» **TASK TO CARRY OUT**:
Copies of all lines that contain "settings" are needed; take them from the data below.
Segment Open
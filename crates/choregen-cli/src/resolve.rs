//! Load planner inputs (child, household overrides) from the database.

use anyhow::{Context, Result};
use sqlx::PgPool;
use uuid::Uuid;

use choregen_core::planner::{Child, TemplateOverride};
use choregen_db::models::{ChildRow, HouseholdTemplateSetting};
use choregen_db::queries::{children as child_db, settings as settings_db};

pub fn to_planner_child(row: &ChildRow) -> Child {
    Child {
        id: row.id,
        household_id: row.household_id,
        birthdate: row.birthdate,
        first_name: Some(row.first_name.clone()),
    }
}

pub fn to_override(row: &HouseholdTemplateSetting) -> TemplateOverride {
    TemplateOverride {
        template_id: row.template_id,
        is_enabled: row.is_enabled,
        custom_days_before: row.custom_days_before.map(|d| d.max(0) as u32),
        custom_weight: row.custom_weight.map(|w| w.clamp(0, u8::MAX as i16) as u8),
    }
}

/// Fetch a child by id string along with its household's overrides.
pub async fn child_with_overrides(
    pool: &PgPool,
    child_id_str: &str,
) -> Result<(Child, Vec<TemplateOverride>)> {
    let child_id = Uuid::parse_str(child_id_str)
        .with_context(|| format!("invalid child ID: {child_id_str}"))?;
    let row = child_db::get_child(pool, child_id)
        .await?
        .with_context(|| format!("child {child_id} not found"))?;

    let settings = settings_db::list_for_household(pool, row.household_id).await?;
    let overrides = settings.iter().map(to_override).collect();

    Ok((to_planner_child(&row), overrides))
}

/// Fetch overrides for every household that has children, keyed by
/// household id. One query per household keeps this simple; the sweep runs
/// offline where latency does not matter.
pub async fn overrides_for_household(
    pool: &PgPool,
    household_id: Uuid,
) -> Result<Vec<TemplateOverride>> {
    let settings = settings_db::list_for_household(pool, household_id).await?;
    Ok(settings.iter().map(to_override).collect())
}
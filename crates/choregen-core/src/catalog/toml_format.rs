//! Serde types mirroring the catalog TOML file format.
//!
//! Kept separate from the domain types so file-format defaults (generated
//! ids, `is_active = true`) don't leak into [`super::TaskTemplate`].

use serde::Deserialize;
use uuid::Uuid;

use super::{CatalogError, Period, TaskTemplate, TemplateCategory};
use crate::recurrence::RecurrenceRule;

/// Top-level catalog file.
#[derive(Debug, Deserialize)]
pub(super) struct CatalogToml {
    #[serde(default)]
    pub templates: Vec<TemplateToml>,
}

/// One `[[templates]]` entry.
#[derive(Debug, Deserialize)]
pub(super) struct TemplateToml {
    /// Omitted ids are generated at load time; catalogs that need stable
    /// generation keys across reloads must pin them.
    pub id: Option<Uuid>,
    pub country: String,
    pub age_min_months: u32,
    pub age_max_months: u32,
    pub category: TemplateCategory,
    #[serde(default)]
    pub subcategory: Option<String>,
    pub title: String,
    #[serde(default)]
    pub description: Option<String>,
    #[serde(default)]
    pub recurrence: Option<RecurrenceRule>,
    pub weight: u8,
    #[serde(default)]
    pub days_before_deadline: u32,
    #[serde(default)]
    pub period: Period,
    #[serde(default = "default_true")]
    pub is_active: bool,
}

fn default_true() -> bool {
    true
}

impl CatalogToml {
    pub fn into_templates(self) -> Result<Vec<TaskTemplate>, CatalogError> {
        Ok(self
            .templates
            .into_iter()
            .map(|t| TaskTemplate {
                id: t.id.unwrap_or_else(Uuid::new_v4),
                country: t.country,
                age_min_months: t.age_min_months,
                age_max_months: t.age_max_months,
                category: t.category,
                subcategory: t.subcategory,
                title: t.title,
                description: t.description,
                recurrence: t.recurrence,
                weight: t.weight,
                days_before_deadline: t.days_before_deadline,
                period: t.period,
                is_active: t.is_active,
            })
            .collect())
    }
}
Segment Closed
» **SOLUTION TO THE EXERCISE**:
use choregen_db::queries::{children as child_db, settings as settings_db};
    let settings = settings_db::list_for_household(pool, row.household_id).await?;
    let overrides = settings.iter().map(to_override).collect();
    let settings = settings_db::list_for_household(pool, household_id).await?;
    Ok(settings.iter().map(to_override).collect())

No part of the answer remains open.